▶ [Stored items]
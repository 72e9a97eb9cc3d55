use std::path::Path;

use serde::{Deserialize, Serialize};
use tracing::{info, warn};

use crate::error::{GlyphError, Result};

/// Top-level configuration for the Glyph client.
///
/// Loaded from `~/.glyph/config.toml` by default. Each section corresponds
/// to a subsystem or cross-cutting concern.
#[derive(Debug, Clone, Default, Serialize, Deserialize)]
pub struct GlyphConfig {
    #[serde(default)]
    pub general: GeneralConfig,
    #[serde(default)]
    pub gateway: GatewayConfig,
    #[serde(default)]
    pub stream: StreamConfig,
    #[serde(default)]
    pub voice: VoiceConfig,
}

impl GlyphConfig {
    /// Load configuration from a TOML file.
    ///
    /// Returns an error if the file cannot be read or parsed.
    pub fn load(path: &Path) -> Result<Self> {
        let content = std::fs::read_to_string(path)?;
        let config: GlyphConfig = toml::from_str(&content)?;
        info!("Configuration loaded from {}", path.display());
        Ok(config)
    }

    /// Load configuration from a TOML file, falling back to defaults if the
    /// file does not exist or cannot be parsed.
    pub fn load_or_default(path: &Path) -> Self {
        match Self::load(path) {
            Ok(config) => config,
            Err(e) => {
                warn!(
                    "Failed to load config from {}: {}. Using defaults.",
                    path.display(),
                    e
                );
                Self::default()
            }
        }
    }

    /// Save the current configuration to a TOML file.
    pub fn save(&self, path: &Path) -> Result<()> {
        if let Some(parent) = path.parent() {
            std::fs::create_dir_all(parent)?;
        }
        let content =
            toml::to_string_pretty(self).map_err(|e| GlyphError::Config(e.to_string()))?;
        std::fs::write(path, content)?;
        info!("Configuration saved to {}", path.display());
        Ok(())
    }
}

/// General application settings.
#[derive(Debug, Clone, Serialize, Deserialize)]
#[serde(default)]
pub struct GeneralConfig {
    /// Log level: trace, debug, info, warn, error.
    pub log_level: String,
}

impl Default for GeneralConfig {
    fn default() -> Self {
        Self {
            log_level: "info".to_string(),
        }
    }
}

/// Gateway and rendering-service endpoints.
#[derive(Debug, Clone, Serialize, Deserialize)]
#[serde(default)]
pub struct GatewayConfig {
    /// Base URL of the query/action gateway.
    pub base_url: String,
    /// Base URL of the UI rendering service.
    pub ui_service_url: String,
    /// Per-request timeout in seconds for non-streaming calls.
    pub request_timeout_secs: u64,
}

impl Default for GatewayConfig {
    fn default() -> Self {
        Self {
            base_url: "http://localhost:3100".to_string(),
            ui_service_url: "http://localhost:3101".to_string(),
            request_timeout_secs: 30,
        }
    }
}

/// Streaming ingestion settings.
#[derive(Debug, Clone, Serialize, Deserialize)]
#[serde(default)]
pub struct StreamConfig {
    /// Bounded capacity of the chunk channel between transport and session.
    pub channel_capacity: usize,
}

impl Default for StreamConfig {
    fn default() -> Self {
        Self {
            channel_capacity: 64,
        }
    }
}

/// Narration/voice side-channel settings.
#[derive(Debug, Clone, Serialize, Deserialize)]
#[serde(default)]
pub struct VoiceConfig {
    /// Whether narration text is spoken aloud.
    pub enabled: bool,
}

impl Default for VoiceConfig {
    fn default() -> Self {
        Self { enabled: false }
    }
}

// =============================================================================
// Tests
// =============================================================================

▶ [BRIEF] Filter the data for the string "localhost". Copy each matching line.

▶ [EXERCISE OUTPUT]
            base_url: "http://localhost:3100".to_string(),
            ui_service_url: "http://localhost:3101".to_string(),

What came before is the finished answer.